Records from a data source
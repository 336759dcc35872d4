//! Database module for school administration data storage.
//!
//! This module provides abstractions for storage operations via the
//! Repository pattern, allowing different backends to be swapped easily.
//!
//! # Architecture
//!
//! ```text
//! ┌─────────────────────────────────────────────────────────┐
//! │  Application Layer (REST API, binary)                    │
//! └───────────────────┬─────────────────────────────────────┘
//!                     │
//! ┌───────────────────▼─────────────────────────────────────┐
//! │  Service Layer (services.rs) - Business Logic            │
//! │  - Joined student/teacher views                          │
//! │  - Account-embedding creation                            │
//! │  - Demo seeding, health checks                           │
//! └───────────────────┬─────────────────────────────────────┘
//!                     │
//! ┌───────────────────▼─────────────────────────────────────┐
//! │  Repository Traits (repository/) - Abstract Interface    │
//! └───────────────────┬─────────────────────────────────────┘
//!                     │
//!     ┌──────────────────────────────────────────────┐
//!     │             Local Repository                  │
//!     │               (in-memory)                     │
//!     └──────────────────────────────────────────────┘
//! ```
//!
//! # Recommended Usage
//!
//! ```ignore
//! use edusys_rust::db::{services, RepositoryFactory, RepositoryType};
//!
//! async fn example() -> Result<(), Box<dyn std::error::Error>> {
//!     let repo = RepositoryFactory::create(RepositoryType::Local)?;
//!     services::seed_demo_data(repo.as_ref()).await?;
//!     let students = services::students_with_users(repo.as_ref(), None).await?;
//!     Ok(())
//! }
//! ```

pub mod checksum;
pub mod factory;
pub mod repo_config;
pub mod repositories;
pub mod repository;
pub mod services;

// ==================== Service Layer ====================

pub use services::{
    create_student_with_account, create_teacher_with_account, health_check, seed_demo_data,
    student_with_user, students_with_users, teacher_with_user, teachers_with_users,
};

// ==================== Repository Pattern Exports ====================

pub use checksum::calculate_report_hash;
pub use repo_config::RepositoryConfig;

pub use factory::{RepositoryFactory, RepositoryType};
pub use repositories::LocalRepository;
pub use repository::{
    AnalyticsRepository, AttendanceRepository, ComplaintRepository, CourseRepository,
    CredentialRepository, EntityCounts, ErrorContext, FullRepository, RepositoryError,
    RepositoryResult, ScholarshipRuleRepository, SchoolRepository, StudentRepository,
    TeacherRepository, UserFilter, UserRepository,
};

use anyhow::{Context, Result};
use std::sync::{Arc, OnceLock};

/// Global repository instance initialized once per process.
static REPOSITORY: OnceLock<Arc<dyn FullRepository>> = OnceLock::new();

/// Initialize the global repository singleton.
///
/// Prefers `repository.toml` when one is found in a standard location,
/// otherwise falls back to environment configuration (which defaults to the
/// in-memory backend).
pub fn init_repository() -> Result<()> {
    if REPOSITORY.get().is_some() {
        return Ok(());
    }

    let repo = RepositoryFactory::from_default_config()
        .or_else(|_| RepositoryFactory::from_env())
        .map_err(|e| anyhow::Error::msg(e.to_string()))?;
    let _ = REPOSITORY.set(repo);
    Ok(())
}

/// Get a reference to the global repository instance.
pub fn get_repository() -> Result<&'static Arc<dyn FullRepository>> {
    if REPOSITORY.get().is_none() {
        let _ = init_repository();
    }

    REPOSITORY
        .get()
        .context("Database not initialized. Call init_repository() first.")
}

» Work item: Each line above is to be set down again verbatim.

» Answer to the problem:
repository 336759dcc35872d4
//! Database module for school administration data storage.
//!
//! This module provides abstractions for storage operations via the
//! Repository pattern, allowing different backends to be swapped easily.
//!
//! # Architecture
//!
//! ```text
//! ┌─────────────────────────────────────────────────────────┐
//! │  Application Layer (REST API, binary)                    │
//! └───────────────────┬─────────────────────────────────────┘
//!                     │
//! ┌───────────────────▼─────────────────────────────────────┐
//! │  Service Layer (services.rs) - Business Logic            │
//! │  - Joined student/teacher views                          │
//! │  - Account-embedding creation                            │
//! │  - Demo seeding, health checks                           │
//! └───────────────────┬─────────────────────────────────────┘
//!                     │
//! ┌───────────────────▼─────────────────────────────────────┐
//! │  Repository Traits (repository/) - Abstract Interface    │
//! └───────────────────┬─────────────────────────────────────┘
//!                     │
//!     ┌──────────────────────────────────────────────┐
//!     │             Local Repository                  │
//!     │               (in-memory)                     │
//!     └──────────────────────────────────────────────┘
//! ```
//!
//! # Recommended Usage
//!
//! ```ignore
//! use edusys_rust::db::{services, RepositoryFactory, RepositoryType};
//!
//! async fn example() -> Result<(), Box<dyn std::error::Error>> {
//!     let repo = RepositoryFactory::create(RepositoryType::Local)?;
//!     services::seed_demo_data(repo.as_ref()).await?;
//!     let students = services::students_with_users(repo.as_ref(), None).await?;
//!     Ok(())
//! }
//! ```

pub mod checksum;
pub mod factory;
pub mod repo_config;
pub mod repositories;
pub mod repository;
pub mod services;

// ==================== Service Layer ====================

pub use services::{
    create_student_with_account, create_teacher_with_account, health_check, seed_demo_data,
    student_with_user, students_with_users, teacher_with_user, teachers_with_users,
};

// ==================== Repository Pattern Exports ====================

pub use checksum::calculate_report_hash;
pub use repo_config::RepositoryConfig;

pub use factory::{RepositoryFactory, RepositoryType};
pub use repositories::LocalRepository;
pub use repository::{
    AnalyticsRepository, AttendanceRepository, ComplaintRepository, CourseRepository,
    CredentialRepository, EntityCounts, ErrorContext, FullRepository, RepositoryError,
    RepositoryResult, ScholarshipRuleRepository, SchoolRepository, StudentRepository,
    TeacherRepository, UserFilter, UserRepository,
};

use anyhow::{Context, Result};
use std::sync::{Arc, OnceLock};

/// Global repository instance initialized once per process.
static REPOSITORY: OnceLock<Arc<dyn FullRepository>> = OnceLock::new();

/// Initialize the global repository singleton.
///
/// Prefers `repository.toml` when one is found in a standard location,
/// otherwise falls back to environment configuration (which defaults to the
/// in-memory backend).
pub fn init_repository() -> Result<()> {
    if REPOSITORY.get().is_some() {
        return Ok(());
    }

    let repo = RepositoryFactory::from_default_config()
        .or_else(|_| RepositoryFactory::from_env())
        .map_err(|e| anyhow::Error::msg(e.to_string()))?;
    let _ = REPOSITORY.set(repo);
    Ok(())
}

/// Get a reference to the global repository instance.
pub fn get_repository() -> Result<&'static Arc<dyn FullRepository>> {
    if REPOSITORY.get().is_none() {
        let _ = init_repository();
    }

    REPOSITORY
        .get()
        .context("Database not initialized. Call init_repository() first.")
}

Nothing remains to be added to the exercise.